▸ **EXERCISE DETAILS**: List each line of the data in which the string "flow" appears.

▸ **SUPPLIED RECORDS**:
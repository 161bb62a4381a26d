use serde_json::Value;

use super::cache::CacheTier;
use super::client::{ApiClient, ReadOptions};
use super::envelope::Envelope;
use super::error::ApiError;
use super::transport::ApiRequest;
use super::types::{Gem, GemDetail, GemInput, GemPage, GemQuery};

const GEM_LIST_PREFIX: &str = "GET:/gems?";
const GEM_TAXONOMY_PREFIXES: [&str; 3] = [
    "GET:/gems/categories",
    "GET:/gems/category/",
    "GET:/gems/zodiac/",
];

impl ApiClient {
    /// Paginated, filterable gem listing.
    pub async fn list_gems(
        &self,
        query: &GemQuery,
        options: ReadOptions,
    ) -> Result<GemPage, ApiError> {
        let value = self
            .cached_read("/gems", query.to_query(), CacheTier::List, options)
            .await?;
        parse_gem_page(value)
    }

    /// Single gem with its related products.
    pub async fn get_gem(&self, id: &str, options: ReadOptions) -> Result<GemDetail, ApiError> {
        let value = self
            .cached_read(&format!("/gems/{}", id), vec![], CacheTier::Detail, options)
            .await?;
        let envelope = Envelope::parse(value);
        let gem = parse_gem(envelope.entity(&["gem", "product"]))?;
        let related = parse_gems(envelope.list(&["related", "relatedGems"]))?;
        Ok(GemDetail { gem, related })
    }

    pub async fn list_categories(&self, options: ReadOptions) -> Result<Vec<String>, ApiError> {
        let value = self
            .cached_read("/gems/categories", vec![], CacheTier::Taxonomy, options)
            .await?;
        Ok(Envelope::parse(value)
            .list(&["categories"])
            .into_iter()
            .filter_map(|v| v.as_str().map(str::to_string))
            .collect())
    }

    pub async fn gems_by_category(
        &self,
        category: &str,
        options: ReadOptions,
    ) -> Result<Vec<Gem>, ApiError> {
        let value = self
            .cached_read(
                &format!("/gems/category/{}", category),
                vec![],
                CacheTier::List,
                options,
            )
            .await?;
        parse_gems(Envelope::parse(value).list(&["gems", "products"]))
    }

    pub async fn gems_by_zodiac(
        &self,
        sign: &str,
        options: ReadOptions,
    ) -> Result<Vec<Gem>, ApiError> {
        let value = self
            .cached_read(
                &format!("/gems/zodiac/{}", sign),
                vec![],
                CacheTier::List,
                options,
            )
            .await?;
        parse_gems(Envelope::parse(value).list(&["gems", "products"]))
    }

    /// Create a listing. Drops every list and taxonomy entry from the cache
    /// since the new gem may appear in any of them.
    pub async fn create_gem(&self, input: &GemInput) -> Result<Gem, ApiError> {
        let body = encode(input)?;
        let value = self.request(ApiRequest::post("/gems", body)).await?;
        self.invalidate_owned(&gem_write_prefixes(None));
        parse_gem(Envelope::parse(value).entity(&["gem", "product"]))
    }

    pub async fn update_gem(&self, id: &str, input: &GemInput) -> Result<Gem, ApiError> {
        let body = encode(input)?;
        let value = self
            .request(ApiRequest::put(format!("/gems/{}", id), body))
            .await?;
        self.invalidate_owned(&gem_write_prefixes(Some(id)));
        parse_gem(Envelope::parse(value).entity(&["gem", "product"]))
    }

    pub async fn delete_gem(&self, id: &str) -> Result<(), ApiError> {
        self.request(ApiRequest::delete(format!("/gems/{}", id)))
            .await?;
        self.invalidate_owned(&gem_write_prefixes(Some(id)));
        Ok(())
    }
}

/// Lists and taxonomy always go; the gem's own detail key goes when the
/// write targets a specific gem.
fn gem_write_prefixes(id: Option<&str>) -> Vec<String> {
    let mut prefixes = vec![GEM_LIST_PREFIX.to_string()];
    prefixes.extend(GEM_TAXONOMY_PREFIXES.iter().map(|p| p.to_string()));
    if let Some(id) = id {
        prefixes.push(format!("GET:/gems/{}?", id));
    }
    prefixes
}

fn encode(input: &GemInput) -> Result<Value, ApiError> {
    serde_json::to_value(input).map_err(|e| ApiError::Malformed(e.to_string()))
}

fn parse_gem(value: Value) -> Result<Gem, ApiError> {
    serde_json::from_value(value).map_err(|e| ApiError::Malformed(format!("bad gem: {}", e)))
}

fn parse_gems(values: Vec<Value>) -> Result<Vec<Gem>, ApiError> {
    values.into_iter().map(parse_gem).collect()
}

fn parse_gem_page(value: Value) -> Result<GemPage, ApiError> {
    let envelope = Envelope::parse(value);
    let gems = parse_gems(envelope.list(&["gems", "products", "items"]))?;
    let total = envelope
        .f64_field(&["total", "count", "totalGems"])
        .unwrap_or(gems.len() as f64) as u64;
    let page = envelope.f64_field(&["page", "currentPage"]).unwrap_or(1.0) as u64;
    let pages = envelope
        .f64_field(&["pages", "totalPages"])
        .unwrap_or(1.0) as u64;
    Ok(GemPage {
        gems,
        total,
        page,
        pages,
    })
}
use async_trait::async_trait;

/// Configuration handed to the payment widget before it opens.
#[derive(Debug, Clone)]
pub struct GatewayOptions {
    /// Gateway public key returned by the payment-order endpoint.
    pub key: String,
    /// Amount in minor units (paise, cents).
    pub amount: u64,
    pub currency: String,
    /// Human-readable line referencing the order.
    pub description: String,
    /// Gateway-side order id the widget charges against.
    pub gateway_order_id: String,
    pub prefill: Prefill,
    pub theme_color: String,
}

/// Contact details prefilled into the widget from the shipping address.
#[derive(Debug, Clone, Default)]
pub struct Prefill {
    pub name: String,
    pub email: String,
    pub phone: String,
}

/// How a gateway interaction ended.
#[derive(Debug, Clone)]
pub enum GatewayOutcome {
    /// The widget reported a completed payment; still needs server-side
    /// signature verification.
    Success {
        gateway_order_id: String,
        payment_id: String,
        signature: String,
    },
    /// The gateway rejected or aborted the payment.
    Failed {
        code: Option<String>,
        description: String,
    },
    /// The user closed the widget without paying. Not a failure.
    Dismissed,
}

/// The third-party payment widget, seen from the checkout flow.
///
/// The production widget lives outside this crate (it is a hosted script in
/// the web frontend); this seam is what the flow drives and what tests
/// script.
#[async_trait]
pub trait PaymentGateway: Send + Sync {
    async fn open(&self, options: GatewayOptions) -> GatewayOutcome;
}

▸ **WRITTEN SOLUTION**:
/// The third-party payment widget, seen from the checkout flow.
/// the web frontend); this seam is what the flow drives and what tests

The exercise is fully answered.